There's more flexibility for those wishing to acquire digital printing systems, which often can be leased from the vendors in packages that include consumables and service. But, smaller companies and those deemed credit risks may have to offer personal guarantees in order to qualify for these leasing deals, Williams says.
If raising money for buying equipment is difficult, funding the acquisition of another company belongs with the labors of Hercules. Williams says that although printing companies with strong balance sheets, cash in the bank, and consistent profits still have a shot at securing M&A financing from lenders, they're not typical of the industry at large. For those who can't demonstrate the "significantly better credit quality" that the banks now are insisting upon, says Williams, this kind of borrowing is "almost impossible now."
"Don't Give Up"
Fortunately, however, there can be paths to successful M&A transactions even in the absence of traditional funding from the banks. "Don't give up just because of the financing," urges Peter Schaefer, partner, New Direction Partners. To insure survival in this time of industry consolidation, he says, every printing firm should position itself either as an acquirer or as an acquisition target. In either case, the trick is to "be creative" in structuring a deal that doesn't require a large amount of cash to make the merger happen.

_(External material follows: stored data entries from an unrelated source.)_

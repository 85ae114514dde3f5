//! Configuration loading and validation.
//!
//! Every key is optional; a missing file means the built-in Gumtree defaults.
//!
//! ```toml
//! [search]
//! max-pages = 10
//!
//! [pacing]
//! listing-delay-ms = 1500
//! ```

mod parser;
mod types;
mod validation;

pub use parser::{load_config, load_config_or_default};
pub use types::{BrowserConfig, Config, PacingConfig, SearchConfig, SelectorConfig, StorageConfig};
pub use validation::validate;

use thiserror::Error;

/// Configuration-specific errors
#[derive(Debug, Error)]
pub enum ConfigError {
    #[error("Failed to read config file: {0}")]
    Io(#[from] std::io::Error),

    #[error("Failed to parse TOML: {0}")]
    Parse(#[from] toml::de::Error),

    #[error("Validation error: {0}")]
    Validation(String),

    #[error("Invalid selector for {field}: {message}")]
    InvalidSelector { field: &'static str, message: String },
}

pub type ConfigResult<T> = std::result::Result<T, ConfigError>;
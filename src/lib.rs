//! Rental Scout: a resumable two-phase crawler for classified rental listings.
//!
//! Discovery collects recently posted listing URLs from the search results;
//! extraction visits each one and records its details. Progress lives in two
//! JSON checkpoint files so an interrupted run picks up where it stopped.

pub mod config;
pub mod crawler;
pub mod geo;
pub mod models;
pub mod recency;
pub mod scrapers;
pub mod store;

pub use config::Config;
pub use crawler::{CrawlReport, Crawler};
pub use models::{Candidate, ListingRecord, Location};
pub use store::CheckpointStore;
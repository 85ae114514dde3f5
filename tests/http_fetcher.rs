//! HTTP fetcher against a mock server.

use rental_scout::config::BrowserConfig;
use rental_scout::scrapers::{HttpFetcher, PageFetcher};
use std::time::Duration;
use wiremock::matchers::{header_exists, method, path, query_param};
use wiremock::{Mock, MockServer, ResponseTemplate};

fn fetcher() -> HttpFetcher {
    HttpFetcher::new(&BrowserConfig::default()).expect("client builds")
}

#[tokio::test]
async fn navigate_then_read_content() {
    let server = MockServer::start().await;
    Mock::given(method("GET"))
        .and(path("/search"))
        .and(query_param("page", "3"))
        .and(header_exists("user-agent"))
        .respond_with(
            ResponseTemplate::new(200).set_body_string("<html><body>page three</body></html>"),
        )
        .mount(&server)
        .await;

    let mut fetcher = fetcher();
    fetcher
        .navigate(&format!("{}/search?page=3", server.uri()))
        .await
        .unwrap();

    let html = fetcher.content().await.unwrap();
    assert!(html.contains("page three"));
}

#[tokio::test]
async fn error_status_is_a_navigation_failure() {
    let server = MockServer::start().await;
    Mock::given(method("GET"))
        .respond_with(ResponseTemplate::new(503))
        .mount(&server)
        .await;

    let mut fetcher = fetcher();
    assert!(fetcher.navigate(&format!("{}/search?page=1", server.uri())).await.is_err());
    assert!(fetcher.content().await.is_err());
}

#[tokio::test]
async fn interactions_are_unsupported() {
    let mut fetcher = fetcher();
    assert!(fetcher.click("#next").await.is_err());
    assert!(fetcher
        .wait_until_clickable("#cookies", Duration::from_millis(10))
        .await
        .is_err());
    assert!(fetcher.close().await.is_ok());
    assert_eq!(fetcher.name(), "http");
}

To moot the need for financing, New Direction Partners favors the type of transaction known as a tuck-in: an acquisition in which the seller is paid in the form of an earn-out based on future sales. In a tuck-in, says Schaefer, the buyer can proceed with minimal risk and without tying up hard-to-come-by capital. By agreeing to forgo cash at closing, the seller can close the deal on favorable terms that might not be achievable otherwise.
"Clearly 2009 was a year when you had to be a masochist to be a banker," declares The Monitor. Printers also remember it as a year when there was plenty of suffering to go around, particularly when it came to securing loans. Schaefer and Williams agree that although the pain is subsiding, the comfort zone of ready capital remains out of reach. They urge printers to seek expert advice about other strategies until "normalcy," whatever that may turn out to be, comes back to the much-battered banking industry.